Juvenile (Type-1) Diabetes (T1D)

The Disease

Diabetes has become an epidemic. Currently 62 million adult diabetes patients live in North America, 66 million in the European Community (EC), 73 million in India and 110 million in China. The prevalence of diabetes is increasing, and Asian countries are thought to demonstrate the highest increase.
The T1D community in Northern America includes 5 million Americans. Eight million T1D are leaving in Europe, 4 millions in India and the numbers are on the rise by an annual factor of 3.4%.
Diabetes is a major cause of severe clinical complications. It is direct cause of blindness, kidney failure, heart attacks, stroke and lower limb amputation. Overall, about 4 million deaths are reported annually as direct cause of the disease.

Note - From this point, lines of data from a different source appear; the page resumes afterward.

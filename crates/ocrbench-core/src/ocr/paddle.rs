//! In-process PaddleOCR engine backed by `pure-onnx-ocr`.

use std::panic::AssertUnwindSafe;
use std::path::Path;
use std::time::Instant;

use async_trait::async_trait;
use image::GenericImageView;
use tracing::{debug, info, warn};

use super::{Device, ExtractionResult, Extractor, TextBox, lines_from_boxes};
use crate::document;
use crate::error::EngineError;
use crate::models::config::PaddleConfig;

enum EngineState {
    Unloaded,
    Ready(Box<pure_onnx_ocr::engine::OcrEngine>),
    /// Load failed; kept so later documents fail fast.
    Failed(String),
}

/// PaddleOCR detection + recognition models run through pure Rust ONNX.
pub struct PaddleExtractor {
    config: PaddleConfig,
    render_dpi: u32,
    state: EngineState,
}

impl PaddleExtractor {
    /// Create the adapter; models are loaded on the first extraction.
    pub fn new(config: PaddleConfig, render_dpi: u32) -> Self {
        Self {
            config,
            render_dpi,
            state: EngineState::Unloaded,
        }
    }

    fn load(config: &PaddleConfig) -> Result<pure_onnx_ocr::engine::OcrEngine, String> {
        let det_path = config.model_path(&config.detection_model);
        let rec_path = config.model_path(&config.recognition_model);
        let dict_path = config.model_path(&config.dictionary);

        for path in [&det_path, &rec_path, &dict_path] {
            if !path.exists() {
                return Err(format!("PaddleOCR model file not found: {}", path.display()));
            }
        }

        let start = Instant::now();
        let engine = pure_onnx_ocr::engine::OcrEngineBuilder::new()
            .det_model_path(&det_path)
            .rec_model_path(&rec_path)
            .dictionary_path(&dict_path)
            .build()
            .map_err(|e| format!("pure-onnx-ocr: {}", e))?;

        info!(
            "Loaded PaddleOCR models from {} in {:.2}s",
            config.model_dir.display(),
            start.elapsed().as_secs_f64()
        );
        Ok(engine)
    }

    fn engine(&mut self) -> Result<&pure_onnx_ocr::engine::OcrEngine, EngineError> {
        if matches!(self.state, EngineState::Unloaded) {
            self.state = match Self::load(&self.config) {
                Ok(engine) => EngineState::Ready(Box::new(engine)),
                Err(reason) => {
                    warn!("PaddleOCR unavailable: {}", reason);
                    EngineState::Failed(reason)
                }
            };
        }

        match &self.state {
            EngineState::Ready(engine) => Ok(engine),
            EngineState::Failed(reason) => Err(EngineError::Unavailable(reason.clone())),
            EngineState::Unloaded => Err(EngineError::Unavailable("PaddleOCR models not loaded".to_string())),
        }
    }
}

#[async_trait(?Send)]
impl Extractor for PaddleExtractor {
    fn name(&self) -> &str {
        "paddleocr"
    }

    fn is_loaded(&self) -> bool {
        matches!(self.state, EngineState::Ready(_))
    }

    async fn extract(&mut self, document: &Path, device: Device) -> Result<ExtractionResult, EngineError> {
        if device == Device::Accelerated {
            debug!("pure-onnx-ocr has no accelerated path, running on CPU");
        }

        let render_dpi = self.render_dpi;
        let engine = self.engine()?;
        let image = document::load_image(document, render_dpi)?;
        let (width, height) = image.dimensions();
        debug!("Running PaddleOCR on {} ({}x{})", document.display(), width, height);

        let start = Instant::now();
        let outcome = std::panic::catch_unwind(AssertUnwindSafe(|| engine.run_from_image(&image)));
        let processing_time = start.elapsed().as_secs_f64();

        let results = match outcome {
            Ok(Ok(results)) => results,
            Ok(Err(e)) => return Err(EngineError::ExtractionFailed(format!("pure-onnx-ocr: {}", e))),
            Err(_) => return Err(EngineError::ExtractionFailed("pure-onnx-ocr panicked during inference".to_string())),
        };

        let boxes: Vec<TextBox> = results
            .iter()
            .map(|r| TextBox {
                bbox: polygon_to_bbox(&r.bounding_box),
                text: r.text.replace("[UNK]", " "),
                recognition_score: r.confidence,
            })
            .collect();

        debug!("PaddleOCR returned {} text regions in {:.3}s", boxes.len(), processing_time);

        Ok(ExtractionResult::new(
            self.name(),
            lines_from_boxes(boxes),
            processing_time,
            Device::Cpu,
        ))
    }
}

/// Convert a `Polygon<f64>` to our `[f32; 8]` bbox format.
///
/// Extracts the first 4 exterior points (quadrilateral) as
/// `[x1, y1, x2, y2, x3, y3, x4, y4]`.
fn polygon_to_bbox(polygon: &pure_onnx_ocr::Polygon<f64>) -> [f32; 8] {
    let mut bbox = [0.0f32; 8];
    for (i, coord) in polygon.exterior().coords().take(4).enumerate() {
        bbox[i * 2] = coord.x as f32;
        bbox[i * 2 + 1] = coord.y as f32;
    }
    bbox
}

#[cfg(test)]
mod tests {
    use super::*;

    #[tokio::test]
    async fn test_missing_models_cached_as_unavailable() {
        let dir = tempfile::tempdir().unwrap();
        let config = PaddleConfig {
            model_dir: dir.path().join("nowhere"),
            ..PaddleConfig::default()
        };
        let mut extractor = PaddleExtractor::new(config, 300);
        assert!(!extractor.is_loaded());

        let first = extractor.extract(Path::new("doc.png"), Device::Cpu).await.unwrap_err();
        let second = extractor.extract(Path::new("doc.png"), Device::Cpu).await.unwrap_err();

        assert_eq!(first.kind(), "engine_unavailable");
        assert_eq!(first, second);
        assert!(matches!(extractor.state, EngineState::Failed(_)));
    }
}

Besides human burden described by premature mortality and lower quality of life, diabetes also imposes a significant economic impact on healthcare systems. International economic burden is huge and the total world annual disease-related expenditure exceeds 700B$. In China, most of new T1D cases are diagnosed in adults which is forecasted to further increase the economic burden.

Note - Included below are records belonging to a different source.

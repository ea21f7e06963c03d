//! Core library for benchmarking OCR engines on legal documents.
//!
//! This crate provides:
//! - Extractor adapters for DocTR, PaddleOCR, GOT-OCR2 and SmolVLM behind one trait
//! - Document loading with first-page PDF rasterization
//! - Heuristic quality scoring and HIGH/MEDIUM/LOW/ERROR tiering
//! - Regex field extraction with first-match-wins precedence
//! - A sequential benchmark runner with interim snapshots
//! - Per-engine aggregate statistics and JSON/Markdown/CSV reports

pub mod bench;
pub mod document;
pub mod error;
pub mod fields;
pub mod models;
pub mod ocr;
pub mod output;
pub mod report;
pub mod scoring;

pub use bench::{BenchmarkRunner, NoopObserver, RunInput, RunObserver, RunOptions, RunOutcome, RunPhase};
pub use error::{BenchError, EngineError, Result};
pub use fields::{FieldExtractor, FieldName, FieldRule, StructuredFields};
pub use models::config::BenchConfig;
pub use models::record::{BenchmarkRecord, DocumentReport, EngineFailure, EngineOutcome, EngineSuccess};
pub use ocr::{Device, EngineKind, EngineRegistry, ExtractionResult, Extractor, TextLine};
pub use report::{BatchSummary, EngineSummary, summarize};
pub use scoring::{QualityScore, QualityScorer, QualityTier};
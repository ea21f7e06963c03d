//! Aggregate reporting over benchmark records.

mod render;
mod summary;

pub use render::{render_csv, render_json, render_markdown};
pub use summary::{BatchSummary, ConfidenceStats, EngineSummary, TimingStats, summarize};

T1D is characterized by the inability of the pancreatic islets to produce insulin. Therefore, insulin is the only treatment for this type of the disease. The hormone is administered into the subcutis using hypodermic injection or pump driven perfusion following self-monitoring of blood glucose using finger-stick blood samples, test strips or portable meters. The procedure is both annoying and time consuming. Moreover, insulin overdose is a direct cause of life-threatening low blood glucose (hypoglycemia).

Curing T1D

Insulin therapy is considered as a treatment for T1D, not as a cure of the disease. Organ transplantation, in the form of whole organ or islets only is currently the only available methods to cure diabetes.
Clinical islets transplantation from deceased donors was established in the early 90’s as an experimental protocol by Prof Paul Lacy (Missouri). However, success rate was low. A decade later, a group from Edmonton, led by Prof James Shapiro, established a steroid-free immunosuppression therapy. Using this protocol, they greatly improved long-term viability and performance of transplanted islets. Transplanted patients are reported as normoglycemic and insulin-free for a few-year period.

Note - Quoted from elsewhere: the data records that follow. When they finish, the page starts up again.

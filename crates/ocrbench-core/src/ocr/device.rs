//! Execution device selection for heavyweight engines.

use serde::{Deserialize, Serialize};

use crate::models::config::DeviceConfig;

/// Where an engine runs inference.
#[derive(Debug, Clone, Copy, PartialEq, Eq, Default, Serialize, Deserialize)]
#[serde(rename_all = "snake_case")]
pub enum Device {
    #[default]
    Cpu,
    Accelerated,
}

impl Device {
    pub fn as_str(self) -> &'static str {
        match self {
            Self::Cpu => "cpu",
            Self::Accelerated => "accelerated",
        }
    }
}

/// Pick the device for one extraction call.
///
/// The accelerator is only used when it is available and the requested
/// batch is large enough to be worth the transfer.
pub fn select_device(batch_size: usize, config: &DeviceConfig) -> Device {
    if config.accelerator_available && batch_size >= config.min_accelerated_batch.max(1) {
        Device::Accelerated
    } else {
        Device::Cpu
    }
}

#[cfg(test)]
mod tests {
    use super::*;

    #[test]
    fn test_cpu_without_accelerator() {
        let config = DeviceConfig {
            accelerator_available: false,
            min_accelerated_batch: 1,
        };
        assert_eq!(select_device(64, &config), Device::Cpu);
    }

    #[test]
    fn test_threshold() {
        let config = DeviceConfig {
            accelerator_available: true,
            min_accelerated_batch: 4,
        };
        assert_eq!(select_device(3, &config), Device::Cpu);
        assert_eq!(select_device(4, &config), Device::Accelerated);
    }

    #[test]
    fn test_zero_threshold_still_needs_a_batch() {
        let config = DeviceConfig {
            accelerator_available: true,
            min_accelerated_batch: 0,
        };
        assert_eq!(select_device(0, &config), Device::Cpu);
        assert_eq!(select_device(1, &config), Device::Accelerated);
    }
}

Two major drawbacks are associated with the Edmonton protocol. Firstly, it is dependent on large number of donor islets – average of 2 donors per patient. In a world of large shortage of donor organs this fact severely limits number of transplantations. Secondly, in order to prevent rejection by the host immune system, life-long use of immunosuppressive drugs is a mandatory request. Notably, long-term use of these drugs is associated with significant morbidity (e.g. malignancies, hypertension, and opportunistic infection). As a result, human allogeneic islet transplantation has not been widely adopted by the medical community. Limited number of clinical procedures have been performed globally during a period of almost two decades.